- _Work task_
Each line of the data that mentions the string "crate" needs to be identified and copied.

________________

//! The submission store contract.
//!
//! The engine treats persistence as a collaborator: anything that can
//! atomically read and transition submission records can back it. The
//! shipped [`MemoryStore`] keeps records in process; a database-backed
//! implementation only needs this trait.

use async_trait::async_trait;
use thiserror::Error;

pub use crate::store::memory::MemoryStore;
use crate::submission::{Submission, SubmissionId, SubmissionStatus};
use crate::types::ResourceLimits;

mod memory;

#[derive(Debug, Error)]
pub enum StoreError {
    #[error("store rejected the operation: {0}")]
    Rejected(String),

    #[error("store backend failed: {0}")]
    Backend(String),
}

/// Partial update applied to an interim (non-terminal) submission.
///
/// Updates against a terminal record are ignored; terminal records are
/// frozen.
#[derive(Debug, Clone, Default)]
pub struct SubmissionUpdate {
    pub status: Option<SubmissionStatus>,

    /// Resolved limits persisted at dispatch time so the record is
    /// self-describing
    pub limits: Option<ResourceLimits>,
}

/// The one-shot transition into a terminal status.
///
/// `finished_at` is stamped by the store at the moment of transition.
#[derive(Debug, Clone)]
pub struct TerminalUpdate {
    pub status: SubmissionStatus,
    pub stdout: Option<Vec<u8>>,
    pub stderr: Option<Vec<u8>>,
    pub compile_output: Option<String>,
    pub exit_code: Option<i32>,
    pub exit_signal: Option<i32>,
    pub time: Option<f64>,
    pub wall_time: Option<f64>,
    pub memory: Option<u64>,
    pub message: Option<String>,
}

impl TerminalUpdate {
    /// A terminal update carrying only a status and a message
    pub fn status_only(status: SubmissionStatus, message: impl Into<String>) -> Self {
        Self {
            status,
            stdout: None,
            stderr: None,
            compile_output: None,
            exit_code: None,
            exit_signal: None,
            time: None,
            wall_time: None,
            memory: None,
            message: Some(message.into()),
        }
    }
}

/// Durable submission storage with atomic transitions.
///
/// All operations must be atomic with respect to concurrent readers;
/// per-id status transitions observed through this trait are
/// linearizable.
#[async_trait]
pub trait SubmissionStore: Send + Sync {
    /// Store a fresh record; fails if the id or token already exists
    async fn insert(&self, submission: Submission) -> Result<(), StoreError>;

    async fn get(&self, id: SubmissionId) -> Result<Option<Submission>, StoreError>;

    async fn get_by_token(&self, token: &str) -> Result<Option<Submission>, StoreError>;

    /// Apply interim fields; no-op returning None for an unknown id, no-op
    /// returning the frozen record for a terminal one
    async fn update(
        &self,
        id: SubmissionId,
        fields: SubmissionUpdate,
    ) -> Result<Option<Submission>, StoreError>;

    /// Transition into a terminal status. Rejected if the record is
    /// already terminal — the current record is returned unchanged.
    async fn mark_terminal(
        &self,
        id: SubmissionId,
        fields: TerminalUpdate,
    ) -> Result<Option<Submission>, StoreError>;

    /// All records still in `queued` or `running` (restart reconciliation)
    async fn list_unfinished(&self) -> Result<Vec<Submission>, StoreError>;
}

________________

- _Output below_
pub use crate::store::memory::MemoryStore;
use crate::submission::{Submission, SubmissionId, SubmissionStatus};
use crate::types::ResourceLimits;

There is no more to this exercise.